Work to be completed:
Scan the listing below for lines with "owning" in them. Give their number and nothing more.

Provided information:
//! Keyword catalog
//!
//! Each supported keyword registers a [`KeywordDescriptor`]: the vocabularies
//! and drafts it belongs to, the sibling keywords it depends on, and a build
//! function that parses the raw value and produces a [`Constraint`]. The
//! evaluator never inspects keyword names; adding a keyword means adding a
//! descriptor, not touching the evaluator.

pub mod annotation;
pub mod applicator;
pub mod core;
pub mod unevaluated;
pub mod validation;

use std::collections::HashMap;
use std::sync::Arc;

use regex::Regex;
use serde_json::Value;

use crate::compile::{BuildContext, GraphSlot};
use crate::dialect::{Dialect, Draft, Vocabulary};
use crate::error::Result;
use crate::eval::EvalFn;

pub(crate) const ALL_DRAFTS: &[Draft] = &[Draft::V7, Draft::V2019_09, Draft::V2020_12];
pub(crate) const MODERN_DRAFTS: &[Draft] = &[Draft::V2019_09, Draft::V2020_12];

/// Parses a raw keyword value and builds its constraint
///
/// `Ok(None)` means the keyword reserves a location but constrains nothing
/// (`$defs`, `$comment`).
pub type BuildFn = fn(&mut BuildContext<'_, '_>, &Value) -> Result<Option<Constraint>>;

/// Behavior descriptor for one keyword
pub struct KeywordDescriptor {
    pub name: &'static str,
    pub vocabulary: Vocabulary,
    /// Drafts in which this descriptor applies; a name may have different
    /// descriptors in disjoint draft sets (e.g. `items`)
    pub drafts: &'static [Draft],
    /// Sibling keywords whose evaluation must be terminal before this one runs
    pub depends_on: &'static [&'static str],
    pub build: BuildFn,
}

/// A built constraint: owned subschemas plus the evaluation closure
pub struct Constraint {
    pub children: Vec<ChildConstraint>,
    pub eval: EvalFn,
}

impl Constraint {
    /// A constraint with no subschemas
    pub fn leaf(eval: EvalFn) -> Self {
        Self {
            children: Vec::new(),
            eval,
        }
    }

    /// A constraint that unconditionally produces `value` as its annotation
    pub fn simple_annotation(value: Value) -> Self {
        Self::leaf(Arc::new(move |ev| ev.annotate(value.clone())))
    }
}

/// A subschema owned by a keyword
pub struct ChildConstraint {
    /// Schema-relative path tokens under the owning node, e.g.
    /// `["properties", "a"]`; appended to the evaluation path
    pub path: Vec<String>,
    /// How the evaluator maps this subschema onto instance values
    pub binding: Binding,
    pub target: GraphTarget,
}

/// Instance binding for a child constraint, resolved per evaluation
#[derive(Clone)]
pub enum Binding {
    /// Apply to the node's own instance (in-place applicators, `$ref`)
    Local,
    /// `$dynamicRef`/`$recursiveRef`: consult the dynamic scope for the
    /// outermost matching anchor, falling back to the static target
    DynamicRef { anchor: String },
    /// Apply to the named member, when present
    Property(String),
    /// Apply to every member whose name matches
    PatternProperty(Regex),
    /// Apply to members not claimed by `properties`/`patternProperties`
    UncoveredProperties,
    /// Apply to each member *name* as a string instance
    PropertyNames,
    /// Apply to the array element at a fixed index
    PrefixItem(usize),
    /// Apply to every array element from an index on
    ItemsFrom(usize),
    /// Apply to every array element (`contains`)
    Elements,
    /// Apply to the whole instance when the named member is present
    DependentSchema(String),
    /// Apply to members no successful sibling application evaluated
    UnevaluatedProperties,
    /// Apply to elements no successful sibling application evaluated
    UnevaluatedItems,
}

/// The compiled graph a child constraint points at
#[derive(Clone)]
pub enum GraphTarget {
    /// Built inline with the owning node
    Inline(Arc<crate::compile::ConstraintGraph>),
    /// Shared slot, used for reference targets (fillable cycle-safe)
    Slot(GraphSlot),
}

/// Process-wide keyword registry, read-only after construction
///
/// Registration order is the default evaluation order for keywords with no
/// declared dependencies.
pub struct KeywordCatalog {
    entries: Vec<KeywordDescriptor>,
    by_name: HashMap<&'static str, Vec<usize>>,
}

impl KeywordCatalog {
    pub fn new() -> Self {
        Self {
            entries: Vec::new(),
            by_name: HashMap::new(),
        }
    }

    /// The full standard keyword set
    pub fn standard() -> Self {
        let mut catalog = Self::new();
        core::register(&mut catalog);
        applicator::register(&mut catalog);
        validation::register(&mut catalog);
        unevaluated::register(&mut catalog);
        annotation::register(&mut catalog);
        catalog
    }

    pub fn register(&mut self, descriptor: KeywordDescriptor) {
        let index = self.entries.len();
        self.by_name.entry(descriptor.name).or_default().push(index);
        self.entries.push(descriptor);
    }

    /// The active descriptor for `name` under `dialect`, with its
    /// registration index
    ///
    /// When several registered descriptors match (vocabulary collisions), the
    /// dialect's vocabulary priority wins, then registration order.
    pub fn descriptor_for(&self, name: &str, dialect: &Dialect) -> Option<(&KeywordDescriptor, usize)> {
        let candidates = self.by_name.get(name)?;
        candidates
            .iter()
            .filter_map(|&i| {
                let d = &self.entries[i];
                if !d.drafts.contains(&dialect.draft) {
                    return None;
                }
                let priority = dialect.priority(d.vocabulary)?;
                Some((priority, i))
            })
            .min()
            .map(|(_, i)| (&self.entries[i], i))
    }

    pub fn len(&self) -> usize {
        self.entries.len()
    }

    pub fn is_empty(&self) -> bool {
        self.entries.is_empty()
    }
}

impl Default for KeywordCatalog {
    fn default() -> Self {
        Self::standard()
    }
}

#[cfg(test)]
mod tests {
    use super::*;

    #[test]
    fn test_standard_catalog_not_empty() {
        let catalog = KeywordCatalog::standard();
        assert!(catalog.len() > 40);
    }

    #[test]
    fn test_items_differs_by_draft() {
        let catalog = KeywordCatalog::standard();
        let modern = Dialect::draft2020_12();
        let legacy = Dialect::draft2019_09();
        let (modern_items, _) = catalog.descriptor_for("items", &modern).unwrap();
        let (legacy_items, _) = catalog.descriptor_for("items", &legacy).unwrap();
        assert!(modern_items.drafts.contains(&Draft::V2020_12));
        assert!(!legacy_items.drafts.contains(&Draft::V2020_12));
        assert!(legacy_items.drafts.contains(&Draft::V2019_09));
    }

    #[test]
    fn test_vocabulary_gating() {
        let catalog = KeywordCatalog::standard();
        let draft7 = Dialect::draft7();
        // unevaluatedProperties belongs to the Unevaluated vocabulary, which
        // draft 7 does not activate.
        assert!(catalog.descriptor_for("unevaluatedProperties", &draft7).is_none());
        assert!(catalog
            .descriptor_for("unevaluatedProperties", &Dialect::draft2020_12())
            .is_some());
    }

    #[test]
    fn test_dependencies_declared() {
        let catalog = KeywordCatalog::standard();
        let dialect = Dialect::draft2020_12();
        let (additional, _) = catalog.descriptor_for("additionalProperties", &dialect).unwrap();
        assert!(additional.depends_on.contains(&"properties"));
        let (then, _) = catalog.descriptor_for("then", &dialect).unwrap();
        assert_eq!(then.depends_on, &["if"]);
    }
}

Answer to this problem:
2